_ABOUT THIS EXERCISE:_ Copy each line of the entries beneath that contains the word "elapsed".

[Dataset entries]
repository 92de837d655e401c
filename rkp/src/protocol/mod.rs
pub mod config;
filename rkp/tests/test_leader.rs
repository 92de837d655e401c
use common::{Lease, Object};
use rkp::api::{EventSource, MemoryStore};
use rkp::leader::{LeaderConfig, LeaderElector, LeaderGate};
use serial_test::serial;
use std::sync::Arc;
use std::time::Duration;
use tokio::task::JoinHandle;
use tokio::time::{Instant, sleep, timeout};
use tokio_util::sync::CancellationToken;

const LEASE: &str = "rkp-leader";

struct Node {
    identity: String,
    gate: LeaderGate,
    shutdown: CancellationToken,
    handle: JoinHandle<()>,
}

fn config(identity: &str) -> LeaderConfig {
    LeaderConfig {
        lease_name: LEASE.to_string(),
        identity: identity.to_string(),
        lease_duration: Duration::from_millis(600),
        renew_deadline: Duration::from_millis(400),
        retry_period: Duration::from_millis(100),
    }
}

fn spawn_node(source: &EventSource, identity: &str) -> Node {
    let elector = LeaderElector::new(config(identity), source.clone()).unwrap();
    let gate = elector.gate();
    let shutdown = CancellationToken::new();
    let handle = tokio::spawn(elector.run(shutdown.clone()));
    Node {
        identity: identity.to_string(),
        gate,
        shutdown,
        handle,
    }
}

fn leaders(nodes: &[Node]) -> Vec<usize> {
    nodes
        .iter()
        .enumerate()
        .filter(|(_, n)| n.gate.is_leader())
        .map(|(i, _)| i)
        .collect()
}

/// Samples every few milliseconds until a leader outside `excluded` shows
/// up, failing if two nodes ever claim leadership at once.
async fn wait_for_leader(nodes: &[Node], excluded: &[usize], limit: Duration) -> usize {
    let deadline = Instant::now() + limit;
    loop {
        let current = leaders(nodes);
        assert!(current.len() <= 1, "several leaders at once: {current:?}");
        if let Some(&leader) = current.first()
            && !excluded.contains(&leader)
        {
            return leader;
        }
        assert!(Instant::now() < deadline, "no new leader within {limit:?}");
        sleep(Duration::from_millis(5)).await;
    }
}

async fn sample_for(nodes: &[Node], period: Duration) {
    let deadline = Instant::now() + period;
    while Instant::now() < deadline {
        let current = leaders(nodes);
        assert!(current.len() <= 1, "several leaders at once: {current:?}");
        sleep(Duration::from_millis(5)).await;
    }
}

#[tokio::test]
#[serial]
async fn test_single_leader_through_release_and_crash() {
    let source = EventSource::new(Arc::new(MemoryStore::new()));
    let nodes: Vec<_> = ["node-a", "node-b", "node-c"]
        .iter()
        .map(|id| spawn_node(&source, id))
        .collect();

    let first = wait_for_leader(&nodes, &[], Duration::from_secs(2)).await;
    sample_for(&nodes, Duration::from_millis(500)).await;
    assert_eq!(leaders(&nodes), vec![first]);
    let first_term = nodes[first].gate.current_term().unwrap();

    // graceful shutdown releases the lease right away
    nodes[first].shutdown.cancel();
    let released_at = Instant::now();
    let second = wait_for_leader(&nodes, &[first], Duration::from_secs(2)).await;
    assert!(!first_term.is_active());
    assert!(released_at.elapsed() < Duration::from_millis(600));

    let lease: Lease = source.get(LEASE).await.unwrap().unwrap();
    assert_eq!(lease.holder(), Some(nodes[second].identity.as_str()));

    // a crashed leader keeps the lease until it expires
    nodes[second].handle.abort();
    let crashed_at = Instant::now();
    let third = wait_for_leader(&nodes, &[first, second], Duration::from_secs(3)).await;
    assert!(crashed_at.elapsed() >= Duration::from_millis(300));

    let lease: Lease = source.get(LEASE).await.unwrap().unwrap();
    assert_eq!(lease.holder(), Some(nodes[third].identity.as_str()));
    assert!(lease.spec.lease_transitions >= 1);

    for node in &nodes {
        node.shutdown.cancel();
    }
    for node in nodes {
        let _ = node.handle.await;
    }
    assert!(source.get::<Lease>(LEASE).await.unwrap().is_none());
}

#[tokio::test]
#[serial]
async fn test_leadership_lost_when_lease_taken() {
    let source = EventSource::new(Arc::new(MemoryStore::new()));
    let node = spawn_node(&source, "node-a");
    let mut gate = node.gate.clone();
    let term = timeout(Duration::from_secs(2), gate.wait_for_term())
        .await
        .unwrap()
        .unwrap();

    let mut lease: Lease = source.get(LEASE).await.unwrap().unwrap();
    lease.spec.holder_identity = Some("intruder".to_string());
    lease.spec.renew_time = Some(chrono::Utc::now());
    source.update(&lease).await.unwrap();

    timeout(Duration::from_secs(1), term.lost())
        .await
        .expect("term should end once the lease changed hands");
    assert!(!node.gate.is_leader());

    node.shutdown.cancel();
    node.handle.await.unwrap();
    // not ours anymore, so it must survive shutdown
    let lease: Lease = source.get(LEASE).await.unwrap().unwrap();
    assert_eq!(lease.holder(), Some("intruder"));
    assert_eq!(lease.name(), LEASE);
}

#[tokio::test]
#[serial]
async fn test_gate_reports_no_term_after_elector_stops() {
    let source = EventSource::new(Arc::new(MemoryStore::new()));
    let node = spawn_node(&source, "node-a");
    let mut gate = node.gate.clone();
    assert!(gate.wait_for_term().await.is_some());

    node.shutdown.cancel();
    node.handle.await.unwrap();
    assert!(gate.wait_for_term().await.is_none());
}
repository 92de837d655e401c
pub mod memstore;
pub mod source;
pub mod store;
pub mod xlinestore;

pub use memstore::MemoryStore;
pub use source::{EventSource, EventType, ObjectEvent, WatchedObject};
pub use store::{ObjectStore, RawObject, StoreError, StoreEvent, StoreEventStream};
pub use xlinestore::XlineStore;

_SOLUTION FOR THIS TASK:_
    assert!(released_at.elapsed() < Duration::from_millis(600));
    assert!(crashed_at.elapsed() >= Duration::from_millis(300));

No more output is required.